К тому же утро, которое начинается с кремлёвской сельди, — это утро необычайное, доброе.

До обеда они немного поработали — кто копал, кто чертил, Артём всё больше отгонял лопатой всевозможный тысячекрылый гнус.

Красноармеец при них был, но ни во что не вмешивался и не погонял — наверное, ему так и приказали: присматривать и не лезть.

К обеду появился Горшков — с распухшим лицом и свежей ссадиной, прошедшей через скулу и на висок. В руках был свёрток.

Артём смотрел на Горшкова чуть опасливо: кто его знает, что у него после вчерашнего позора на уме.

— Здра, гражданин начальник! — на всякий случай гаркнул Артём, вовремя пнув Щелкачова, чтоб поддержал. Захар подоспел только к «…чальник».

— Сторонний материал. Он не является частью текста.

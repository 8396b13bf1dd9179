//! Tictactoe Client Binary
//!
//! Terminal driver for the client session: reads commands from stdin and
//! ticks the session at a fixed rate.

use std::io::BufRead;
use std::time::Duration;

use clap::Parser;
use crossbeam::channel::{unbounded, Receiver, TryRecvError};
use tictactoe_client::network::UdpConnector;
use tictactoe_client::protocol::Cell;
use tictactoe_client::{ClientConfig, ClientSession, ClientState, SessionEvent};
use tracing_subscriber::{fmt, EnvFilter};

/// Tictactoe Client
#[derive(Parser, Debug)]
#[command(name = "tictactoe-client")]
#[command(about = "Terminal client for the two-player tic-tac-toe server")]
#[command(version)]
struct Args {
    /// Server address
    #[arg(short, long, default_value = "127.0.0.1")]
    server: String,

    /// Server UDP port
    #[arg(short, long, default_value = "9999")]
    port: u16,

    /// Player name used by a bare `join`
    #[arg(short, long, default_value = "")]
    name: String,

    /// Milliseconds between ticks
    #[arg(short, long, default_value = "16")]
    tick_ms: u64,

    /// Receive timeout in milliseconds (0 = non-blocking)
    #[arg(short, long, default_value = "0")]
    recv_timeout_ms: u64,
}

/// A line of user input
#[derive(Debug, PartialEq)]
enum UserCommand {
    Join(Option<String>),
    Create,
    Target(u32),
    Challenge(Option<u32>),
    Move(usize),
    Rooms,
    Board,
    Help,
    Quit,
}

impl UserCommand {
    fn parse(line: &str) -> Option<Self> {
        let mut words = line.split_whitespace();
        let verb = words.next()?;
        let arg = words.next();

        let command = match verb {
            "join" => UserCommand::Join(arg.map(str::to_string)),
            "create" => UserCommand::Create,
            "target" => UserCommand::Target(arg?.parse().ok()?),
            "challenge" => match arg {
                Some(id) => UserCommand::Challenge(Some(id.parse().ok()?)),
                None => UserCommand::Challenge(None),
            },
            "move" => UserCommand::Move(arg?.parse().ok()?),
            "rooms" => UserCommand::Rooms,
            "board" => UserCommand::Board,
            "help" => UserCommand::Help,
            "quit" => UserCommand::Quit,
            _ => return None,
        };
        Some(command)
    }
}

fn main() {
    // Initialize tracing/logging
    let filter = EnvFilter::try_from_default_env()
        .unwrap_or_else(|_| EnvFilter::new("info,tictactoe_client=debug"));

    fmt()
        .with_env_filter(filter)
        .with_target(true)
        .with_thread_ids(true)
        .init();

    let args = Args::parse();

    tracing::info!("Tictactoe Client v{}", tictactoe_client::VERSION);
    tracing::info!("Server: {}:{}", args.server, args.port);

    // Build config from args
    let config = ClientConfig::builder()
        .server_address(&args.server)
        .server_port(args.port)
        .player_name(&args.name)
        .tick_interval_ms(args.tick_ms)
        .recv_timeout_ms(args.recv_timeout_ms)
        .build();

    let connector = UdpConnector::from_config(&config);
    let mut session = match ClientSession::new(config, connector) {
        Ok(s) => s,
        Err(e) => {
            tracing::error!("Failed to start session: {}", e);
            std::process::exit(1);
        }
    };

    let input = spawn_input_reader();
    print_help();

    let tick = Duration::from_millis(session.config().tick_interval_ms);
    while !session.should_quit() {
        session.tick();

        for event in session.drain_events() {
            report_event(&session, &event);
        }

        match input.try_recv() {
            Ok(line) => handle_line(&mut session, &line),
            Err(TryRecvError::Empty) => {}
            Err(TryRecvError::Disconnected) => {
                // stdin closed
                if let Err(e) = session.request_quit() {
                    tracing::warn!("Quit failed: {}", e);
                }
            }
        }

        std::thread::sleep(tick);
    }

    tracing::info!("Client stopped");
}

/// Forward stdin lines over a channel so the tick loop never blocks on input
fn spawn_input_reader() -> Receiver<String> {
    let (tx, rx) = unbounded();
    std::thread::spawn(move || {
        let stdin = std::io::stdin();
        for line in stdin.lock().lines() {
            let Ok(line) = line else { break };
            if tx.send(line).is_err() {
                break;
            }
        }
    });
    rx
}

fn handle_line(session: &mut ClientSession<UdpConnector>, line: &str) {
    let Some(command) = UserCommand::parse(line) else {
        if !line.trim().is_empty() {
            println!("Unknown command: {} (try `help`)", line.trim());
        }
        return;
    };

    let result = match command {
        UserCommand::Join(name) => {
            let name = name.unwrap_or_else(|| session.config().player_name.clone());
            session.request_join(&name)
        }
        UserCommand::Create => session.request_create_room(),
        UserCommand::Target(room_id) => {
            session.set_target_room(room_id);
            Ok(true)
        }
        UserCommand::Challenge(Some(room_id)) => session.request_challenge(room_id),
        UserCommand::Challenge(None) => session.request_challenge_target(),
        UserCommand::Move(cell) => session.request_move(cell),
        UserCommand::Rooms => {
            print_rooms(session);
            Ok(true)
        }
        UserCommand::Board => {
            print_board(session);
            Ok(true)
        }
        UserCommand::Help => {
            print_help();
            Ok(true)
        }
        UserCommand::Quit => session.request_quit(),
    };

    match result {
        Ok(true) => {}
        Ok(false) => println!("Not now ({}).", session.state()),
        Err(e) => tracing::error!("{}", e),
    }
}

fn report_event(session: &ClientSession<UdpConnector>, event: &SessionEvent) {
    match event {
        SessionEvent::StateChanged { to, .. } => {
            println!("== {} ==", to);
            if *to == ClientState::Play {
                print_board(session);
            }
        }
        SessionEvent::JoinRejected => println!("Server refused the join."),
        SessionEvent::ServerDead => println!("Server is dead."),
        SessionEvent::Kicked => println!("Kicked by the server."),
        SessionEvent::RoomCreated(id) => println!("Room {} was created!", id),
        SessionEvent::RoomDestroyed(id) => println!("Room {} was destroyed!", id),
        SessionEvent::TurnUpdated { my_turn } => {
            print_board(session);
            println!("{}", if *my_turn { "Your turn!" } else { "Not your turn!" });
        }
        SessionEvent::ResetPressedInput => {}
    }
}

fn print_rooms(session: &ClientSession<UdpConnector>) {
    let rooms = session.rooms();
    if rooms.is_empty() {
        println!("No open rooms.");
        return;
    }
    for room_id in rooms.open_rooms() {
        println!("Room ID : {}", room_id);
    }
}

fn print_board(session: &ClientSession<UdpConnector>) {
    for row in session.play().rows() {
        let line: Vec<&str> = row
            .iter()
            .map(|cell| match cell {
                Cell::Empty => ".",
                Cell::X => "X",
                Cell::O => "O",
            })
            .collect();
        println!(" {}", line.join(" "));
    }
}

fn print_help() {
    println!("Commands:");
    println!("  join [name]        log into the server");
    println!("  create             create a room");
    println!("  target <id>        remember a room to challenge");
    println!("  challenge [id]     challenge a room (default: target)");
    println!("  move <0-8>         claim a cell");
    println!("  rooms | board      show open rooms / playfield");
    println!("  quit               leave");
}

— Бриться и мыться будете сейчас, — сказал Горшков, будто не услышав приветствия, — а то притащили вшу к нам на островок — на хрен бы она нужна.

Следом заявился Феофан с пирогами.

Пироги были вчерашние, или позавчерашние, а то и недельные — но что с того, когда весь день на воздухе с лопатой. Все бросились есть, давясь и дыша носом, время от времени обводя округу глазами: не выросла ли поблизости из земли бутылка молока или, пусть с ней, воды.